Luckily, my program is just one-way... it is used for reporting, no input needed here besides just moving around. So, I implemented most of it in labels. Later I realized, however, that some of these labels have contents that a user of the program might want to copy and paste in another program. By default, you cannot highlight text on WPF labels, and I couldn't find any properties that changes this behavior.

Here is how I went about it, taking a TextBox and styling it until it looks like a label.

<Style x:Key="FauxLabel" TargetType="{x:Type TextBox}">
    <Setter Property="Background" Value="Transparent"/>
    <Setter Property="BorderBrush" Value="{x:Null}"/>
    <Setter Property="BorderThickness" Value="4"/>
    <Setter Property="IsTabStop" Value="False"/>
</Style>

You need to be careful of is if you're data binding these FauxLabel's to read-only properties. I think that TextBox's have a different default binding mode, which will cause an InvalidOperationException is you try to bind it against a read-only property...

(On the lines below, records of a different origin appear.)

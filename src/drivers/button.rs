//! Debounced push buttons.
//!
//! ## Hardware
//!
//! Three momentary switches (Open, Close, Stop) with pull-ups, shared by
//! both motor channels.  The main loop samples their raw levels once per
//! poll cycle and hands them to [`ButtonPanel::poll`], which runs one
//! [`DebouncedButton`] per switch.
//!
//! ## Debounce
//!
//! A new level is accepted only after it has been seen continuously for
//! `debounce_ms`.  Any sample of the old level inside that window restarts
//! it, so contact bounce never produces an edge.  Each accepted transition
//! yields exactly one [`Edge`]; holding a button yields nothing further.
//!
//! Edges are returned to the caller as a per-cycle queue instead of being
//! delivered through callbacks.

use crate::app::commands::{ButtonEvent, ButtonId};

pub const BUTTON_COUNT: usize = 3;

/// Events produced by one poll of the panel, in Open, Close, Stop order.
pub type ButtonEvents = heapless::Vec<ButtonEvent, BUTTON_COUNT>;

#[derive(Debug, Clone, Copy, PartialEq, Eq)]
pub enum Edge {
    Pressed,
    Released,
}

/// Raw button levels (`true` = HIGH).
#[derive(Debug, Clone, Copy, PartialEq, Eq, Default)]
pub struct ButtonLevels {
    pub open: bool,
    pub close: bool,
    pub stop: bool,
}

#[derive(Debug, Clone, Copy, PartialEq, Eq)]
enum DebounceState {
    Stable,
    Settling { since_ms: u32 },
}

#[derive(Debug, Clone)]
pub struct DebouncedButton {
    id: ButtonId,
    debounce_ms: u32,
    pressed: bool,
    state: DebounceState,
}

impl DebouncedButton {
    pub fn new(id: ButtonId, debounce_ms: u32) -> Self {
        Self {
            id,
            debounce_ms,
            pressed: false,
            state: DebounceState::Stable,
        }
    }

    pub fn id(&self) -> ButtonId {
        self.id
    }

    /// Debounced level.
    pub fn is_pressed(&self) -> bool {
        self.pressed
    }

    /// Feed one sample.  `now_ms` is monotonic and may wrap.
    pub fn sample(&mut self, pressed: bool, now_ms: u32) -> Option<Edge> {
        if pressed == self.pressed {
            self.state = DebounceState::Stable;
            return None;
        }

        let since_ms = match self.state {
            DebounceState::Stable => {
                self.state = DebounceState::Settling { since_ms: now_ms };
                now_ms
            }
            DebounceState::Settling { since_ms } => since_ms,
        };

        if now_ms.wrapping_sub(since_ms) < self.debounce_ms {
            return None;
        }

        self.pressed = pressed;
        self.state = DebounceState::Stable;
        Some(if pressed { Edge::Pressed } else { Edge::Released })
    }
}

/// The three shared buttons.
pub struct ButtonPanel {
    buttons: [DebouncedButton; BUTTON_COUNT],
    active_low: bool,
}

impl ButtonPanel {
    pub fn new(debounce_ms: u32, active_low: bool) -> Self {
        Self {
            buttons: ButtonId::ALL.map(|id| DebouncedButton::new(id, debounce_ms)),
            active_low,
        }
    }

    /// Debounce this cycle's levels and return the accepted edges.
    pub fn poll(&mut self, levels: ButtonLevels, now_ms: u32) -> ButtonEvents {
        let active_low = self.active_low;
        let raw = [levels.open, levels.close, levels.stop];
        let mut events = ButtonEvents::new();

        for (button, level) in self.buttons.iter_mut().zip(raw) {
            if let Some(edge) = button.sample(level != active_low, now_ms) {
                // At most one edge per button per poll, so this never overflows.
                let _ = events.push(ButtonEvent::from_edge(button.id(), edge));
            }
        }
        events
    }

    pub fn is_pressed(&self, id: ButtonId) -> bool {
        self.buttons[id.index()].is_pressed()
    }
}
//! DualCover Firmware: Main Entry Point
//!
//! Hexagonal architecture with a single tight poll loop.
//!
//! ```text
//! ┌────────────────────────────────────────────────────────────────┐
//! │                      Adapters (outer ring)                     │
//! │                                                                │
//! │  HardwareAdapter          LogEventSink       MonotonicClock    │
//! │  (Input+Actuator)         (EventSink)        (now_ms)          │
//! │                                                                │
//! │  ──────────────── Port Trait Boundary ───────────────────      │
//! │                                                                │
//! │  ┌────────────────────────────────────────────────────────┐    │
//! │  │           ControllerService (pure logic)               │    │
//! │  │  Buttons · Limit readers · Safety · CoverFsm x2        │    │
//! │  └────────────────────────────────────────────────────────┘    │
//! │                                                                │
//! │  esp_timer ──▶ BlinkSource (atomic phase) ◀── poll loop        │
//! └────────────────────────────────────────────────────────────────┘
//! ```
#![deny(unused_must_use)]

use anyhow::{Context, Result};
use esp_idf_svc::hal::delay::FreeRtos;
use log::{info, warn};

use dualcover::adapters::hardware::HardwareAdapter;
use dualcover::adapters::log_sink::LogEventSink;
use dualcover::adapters::time::MonotonicClock;
use dualcover::app::service::ControllerService;
use dualcover::config::ControllerConfig;
use dualcover::drivers::blink::BlinkSource;
use dualcover::drivers::hw_init::{self, GpioInput, GpioOutput};
use dualcover::drivers::hw_timer;
use dualcover::drivers::indicator::Lamp;
use dualcover::drivers::relay::RelayPair;
use dualcover::drivers::watchdog::Watchdog;
use dualcover::error::OutputError;
use dualcover::pins;
use dualcover::sensors::{InputHub, InputPins};

/// Shared blink phase.  Written only by the esp_timer callback.
static BLINK: BlinkSource = BlinkSource::new();

fn main() -> Result<()> {
    // ── 1. ESP-IDF bootstrap ──────────────────────────────────
    esp_idf_svc::sys::link_patches();
    esp_idf_logger::init()?;

    info!("╔══════════════════════════════════════╗");
    info!("║  DualCover v{}  DC motor control     ║", env!("CARGO_PKG_VERSION"));
    info!("╚══════════════════════════════════════╝");

    // ── 2. Configuration ──────────────────────────────────────
    let config = ControllerConfig::default();
    config.validate().context("controller config")?;

    // ── 3. Peripherals ────────────────────────────────────────
    hw_init::init_gpio(config.relays_active_low).context("GPIO init")?;
    let _blink_timer = hw_timer::start_blink_timer(&BLINK, config.blink_half_period_ms)
        .context("blink timer")?;
    let watchdog = Watchdog::new(config.watchdog_timeout_ms);
    let clock = MonotonicClock::new();

    let inputs = InputHub::new(InputPins {
        open_button: GpioInput::new(pins::BUTTON_OPEN_GPIO),
        close_button: GpioInput::new(pins::BUTTON_CLOSE_GPIO),
        stop_button: GpioInput::new(pins::BUTTON_STOP_GPIO),
        limits: [
            (
                GpioInput::new(pins::ENDSW_S1_UP_GPIO),
                GpioInput::new(pins::ENDSW_S2_DOWN_GPIO),
            ),
            (
                GpioInput::new(pins::ENDSW_S3_UP_GPIO),
                GpioInput::new(pins::ENDSW_S4_DOWN_GPIO),
            ),
        ],
        jumpers: [
            GpioInput::new(pins::JUMP_1_GPIO),
            GpioInput::new(pins::JUMP_2_GPIO),
            GpioInput::new(pins::JUMP_3_GPIO),
            GpioInput::new(pins::JUMP_4_GPIO),
        ],
    });
    let relays = [
        RelayPair::new(
            GpioOutput::new(pins::RELAY_M1A_GPIO),
            GpioOutput::new(pins::RELAY_M1B_GPIO),
            config.relays_active_low,
        ),
        RelayPair::new(
            GpioOutput::new(pins::RELAY_M2A_GPIO),
            GpioOutput::new(pins::RELAY_M2B_GPIO),
            config.relays_active_low,
        ),
    ];
    let lamps = [
        Lamp::new(GpioOutput::new(pins::SIGNAL_LIGHT_A_GPIO)),
        Lamp::new(GpioOutput::new(pins::SIGNAL_LIGHT_B_GPIO)),
    ];
    let mut hw = HardwareAdapter::new(inputs, relays, lamps);
    let mut heartbeat = Lamp::new(GpioOutput::new(pins::HEARTBEAT_LED_GPIO));

    // ── 4. Application service ────────────────────────────────
    let mut log_sink = LogEventSink::new();
    let poll_interval_ms = config.poll_interval_ms;
    let mut app = ControllerService::new(config);
    app.start(&mut hw, &mut log_sink);

    info!("System ready. Entering poll loop.");

    // ── 5. Poll loop ──────────────────────────────────────────
    loop {
        app.tick(&mut hw, &BLINK, clock.uptime_ms(), &mut log_sink);

        if let Err(e) = heartbeat.set(BLINK.phase()) {
            warn!("{}: {:?}", OutputError::Heartbeat, e);
        }

        // Feed watchdog on every iteration.
        watchdog.feed();

        FreeRtos::delay_ms(poll_interval_ms);
    }
}
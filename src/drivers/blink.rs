//! Shared blink phase for the signal lamps.
//!
//! One [`BlinkSource`] exists for the whole controller.  A periodic timer
//! ([`hw_timer`](super::hw_timer)) is its only writer and calls
//! [`toggle`](BlinkSource::toggle); the poll loop samples
//! [`phase`](BlinkSource::phase) once per cycle and renders every flashing
//! lamp from that single sample, which keeps both channels in step.
//!
//! The phase is a single `AtomicBool`, so a read racing the timer sees
//! either the old or the new phase, never a torn value, and the toggle is
//! one read-modify-write so no update is lost.

use core::sync::atomic::{AtomicBool, AtomicU32, Ordering};

pub struct BlinkSource {
    phase: AtomicBool,
    toggles: AtomicU32,
}

impl Default for BlinkSource {
    fn default() -> Self {
        Self::new()
    }
}

impl BlinkSource {
    /// Starts in the dark phase.  `const` so it can live in a `static`.
    pub const fn new() -> Self {
        Self {
            phase: AtomicBool::new(false),
            toggles: AtomicU32::new(0),
        }
    }

    /// Flip the phase.  Lock-free; callable from timer or interrupt context.
    pub fn toggle(&self) {
        self.phase.fetch_xor(true, Ordering::AcqRel);
        self.toggles.fetch_add(1, Ordering::Relaxed);
    }

    /// Current phase: `true` = lamps lit.
    pub fn phase(&self) -> bool {
        self.phase.load(Ordering::Acquire)
    }

    /// Number of toggles since boot (wraps).
    pub fn toggle_count(&self) -> u32 {
        self.toggles.load(Ordering::Relaxed)
    }
}
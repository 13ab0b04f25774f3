//! Mock hardware adapter for integration tests.
//!
//! Holds the raw input levels a test wants the controller to see and
//! records every actuator call so tests can assert on the full command
//! history without touching real GPIO registers.

use dualcover::app::commands::ButtonId;
use dualcover::app::events::AppEvent;
use dualcover::app::ports::{ActuatorPort, EventSink, InputPort};
use dualcover::app::service::ControllerService;
use dualcover::config::ControllerConfig;
use dualcover::drivers::blink::BlinkSource;
use dualcover::drivers::button::ButtonLevels;
use dualcover::error::{InputError, Result};
use dualcover::fsm::states::Drive;
use dualcover::fsm::{Channel, CoverState};
use dualcover::sensors::jumpers::JumperLevels;
use dualcover::sensors::limit_switch::LimitLevels;
use dualcover::sensors::RawInputs;

// ── Actuator call record ──────────────────────────────────────

#[derive(Debug, Clone, Copy, PartialEq, Eq)]
pub enum ActuatorCall {
    EnergizeA(Channel),
    EnergizeB(Channel),
    DeenergizeBoth(Channel),
    Indicator(Channel, bool),
}

// ── MockHardware ──────────────────────────────────────────────

pub struct MockHardware {
    pub raw: RawInputs,
    pub fail_reads: bool,
    pub calls: Vec<ActuatorCall>,
}

#[allow(dead_code)]
impl MockHardware {
    /// Idle board: buttons released (pulled HIGH), every jumper fitted
    /// (normally-open switches, push-once buttons), no switch triggered.
    pub fn new() -> Self {
        Self {
            raw: RawInputs {
                buttons: ButtonLevels {
                    open: true,
                    close: true,
                    stop: true,
                },
                limits: [LimitLevels { top: true, bottom: true }; Channel::COUNT],
                jumpers: JumperLevels::default(),
            },
            fail_reads: false,
            calls: Vec::new(),
        }
    }

    /// Hold or release a button (active-low).
    pub fn set_button(&mut self, id: ButtonId, pressed: bool) {
        let level = !pressed;
        match id {
            ButtonId::Open => self.raw.buttons.open = level,
            ButtonId::Close => self.raw.buttons.close = level,
            ButtonId::Stop => self.raw.buttons.stop = level,
        }
    }

    /// Trigger the channel's switches, translating through its jumper.
    pub fn set_limits(&mut self, channel: Channel, top_active: bool, bottom_active: bool) {
        let nc = self.raw.jumpers.limit_logic[channel.index()];
        self.raw.limits[channel.index()] = LimitLevels {
            top: top_active == nc,
            bottom: bottom_active == nc,
        };
    }

    /// J1/J2: `true` = normally-closed switches.
    pub fn set_normally_closed(&mut self, channel: Channel, nc: bool) {
        self.raw.jumpers.limit_logic[channel.index()] = nc;
    }

    /// J3/J4.
    pub fn set_hold_to_move(&mut self, open: bool, close: bool) {
        self.raw.jumpers.open_logic = open;
        self.raw.jumpers.close_logic = close;
    }

    /// Last relay command sent to `channel`.
    pub fn drive(&self, channel: Channel) -> Option<Drive> {
        self.calls.iter().rev().find_map(|c| match *c {
            ActuatorCall::EnergizeA(ch) if ch == channel => Some(Drive::OutputA),
            ActuatorCall::EnergizeB(ch) if ch == channel => Some(Drive::OutputB),
            ActuatorCall::DeenergizeBoth(ch) if ch == channel => Some(Drive::Off),
            _ => None,
        })
    }

    /// Last level written to `channel`'s lamp.
    pub fn indicator(&self, channel: Channel) -> bool {
        self.calls
            .iter()
            .rev()
            .find_map(|c| match *c {
                ActuatorCall::Indicator(ch, on) if ch == channel => Some(on),
                _ => None,
            })
            .unwrap_or(false)
    }
}

impl Default for MockHardware {
    fn default() -> Self {
        Self::new()
    }
}

impl InputPort for MockHardware {
    fn read_inputs(&mut self) -> Result<RawInputs> {
        if self.fail_reads {
            return Err(InputError::LimitSwitch(Channel::A).into());
        }
        Ok(self.raw)
    }
}

impl ActuatorPort for MockHardware {
    fn energize_output_a(&mut self, channel: Channel) {
        self.calls.push(ActuatorCall::EnergizeA(channel));
    }

    fn energize_output_b(&mut self, channel: Channel) {
        self.calls.push(ActuatorCall::EnergizeB(channel));
    }

    fn deenergize_both(&mut self, channel: Channel) {
        self.calls.push(ActuatorCall::DeenergizeBoth(channel));
    }

    fn set_indicator(&mut self, channel: Channel, on: bool) {
        self.calls.push(ActuatorCall::Indicator(channel, on));
    }
}

// ── CaptureSink ───────────────────────────────────────────────

#[derive(Default)]
pub struct CaptureSink {
    pub events: Vec<AppEvent>,
}

#[allow(dead_code)]
impl CaptureSink {
    pub fn transitions(&self, channel: Channel) -> Vec<(CoverState, CoverState)> {
        self.events
            .iter()
            .filter_map(|e| match *e {
                AppEvent::StateChanged { channel: ch, from, to } if ch == channel => {
                    Some((from, to))
                }
                _ => None,
            })
            .collect()
    }
}

impl EventSink for CaptureSink {
    fn emit(&mut self, event: &AppEvent) {
        self.events.push(*event);
    }
}

// ── Rig ───────────────────────────────────────────────────────

/// Service plus mocks, with a millisecond clock advanced per cycle.
pub struct Rig {
    pub app: ControllerService,
    pub hw: MockHardware,
    pub sink: CaptureSink,
    pub blink: BlinkSource,
    pub now_ms: u32,
}

#[allow(dead_code)]
impl Rig {
    pub fn new() -> Self {
        let mut rig = Self {
            app: ControllerService::new(ControllerConfig::default()),
            hw: MockHardware::new(),
            sink: CaptureSink::default(),
            blink: BlinkSource::new(),
            now_ms: 0,
        };
        rig.app.start(&mut rig.hw, &mut rig.sink);
        rig
    }

    /// One poll cycle, 1 ms after the previous one.
    pub fn cycle(&mut self) {
        self.app
            .tick(&mut self.hw, &self.blink, self.now_ms, &mut self.sink);
        self.now_ms = self.now_ms.wrapping_add(1);
    }

    /// Enough cycles for any level change to clear the debounce window.
    pub fn settle(&mut self) {
        for _ in 0..10 {
            self.cycle();
        }
    }

    pub fn press(&mut self, id: ButtonId) {
        self.hw.set_button(id, true);
        self.settle();
    }

    pub fn release(&mut self, id: ButtonId) {
        self.hw.set_button(id, false);
        self.settle();
    }

    /// Press and release.
    pub fn click(&mut self, id: ButtonId) {
        self.press(id);
        self.release(id);
    }

    pub fn state(&self, channel: Channel) -> CoverState {
        self.app.state(channel)
    }
}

InvalidOperationException:
A TwoWay or OneWayToSource binding cannot work on the read-only property 'StartTime' of type 'MyDataObject'.

So, my full change from label->text box is as follows...

<Label Content="{Binding StartTime}"/>
...
<TextBox Text="{Binding StartTime, Mode=OneWay}"/>

Of course, you will need to also include the style if you're not using it by default (I'm making a new style that is based off the FauxLabel style and using that as default).

There might be other nuances I've missed, but this works for me.